13. The system of claim 11, wherein the one or more processing circuitries are further configured to:

generate the inspection plan to inspect a resource of a first type at a first frequency; and

generate the inspection plan to inspect a resource of a second type at a second frequency.

14. The system of claim 11, wherein the one or more processing circuitries are further configured to:

inspect each entity of the plurality of entities for a plurality of cybersecurity objects.

15. The system of claim 14, wherein the one or more processing circuitries are further configured to:

generate the inspection plan to inspect a portion of the entities of the plurality of entities for a portion of the plurality of cybersecurity objects at a first time; and

generate the inspection plan to inspect each entity of the plurality of entities for each cybersecurity object of the plurality of cybersecurity objects at a second time.

16. The system of claim 11, wherein the one or more processing circuitries are further configured to:

generate the inspection plan based on a resource constraint.

17. The system of claim 16, wherein the resource constraint is based on any one of:

processor utilization, storage utilization, network bandwidth utilization, and any combination thereof.

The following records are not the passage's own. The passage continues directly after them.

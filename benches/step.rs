//! Benchmarks for the generation transition.

use criterion::{BenchmarkId, Criterion, black_box, criterion_group, criterion_main};
use rand::SeedableRng;
use rand::rngs::StdRng;

use gridlife::{Simulation, SimulationConfig, engine::next_generation};

fn bench_generation_step(c: &mut Criterion) {
    let mut group = c.benchmark_group("generation_step");

    for (rows, cols) in [(30, 50), (30, 100), (256, 256)] {
        for team_mode in [false, true] {
            let config = SimulationConfig {
                rows,
                cols,
                team_mode,
                rng_seed: Some(7),
                ..SimulationConfig::default()
            };
            let mut sim = Simulation::new(config).unwrap();
            sim.seed_random(0.3).unwrap();
            let grid = sim.snapshot().clone();
            let mut rng = StdRng::seed_from_u64(7);

            let label = format!(
                "{}x{}{}",
                rows,
                cols,
                if team_mode { "-teams" } else { "" }
            );
            group.bench_with_input(BenchmarkId::from_parameter(label), &rows, |b, _| {
                b.iter(|| next_generation(black_box(&grid), team_mode, &mut rng));
            });
        }
    }

    group.finish();
}

criterion_group!(benches, bench_generation_step);
criterion_main!(benches);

18. The system of claim 11, wherein the one or more processing circuitries are further configured to:

generate a representation of the cloud computing environment in a security database;

associate a representation of each entity of the plurality of entities with a representation of a detected cybersecurity object in the security database; and

store a result of the inspection in the security database, wherein the result relates to an entity of the plurality of entities.

19. The system of claim 11, wherein the one or more processing circuitries are further configured to:

generate the inspection plan based on a cybersecurity risk constraint and a resource constraint.

20. The method of claim 1, wherein the cloud computing environment is deployed on a cloud computing infrastructure.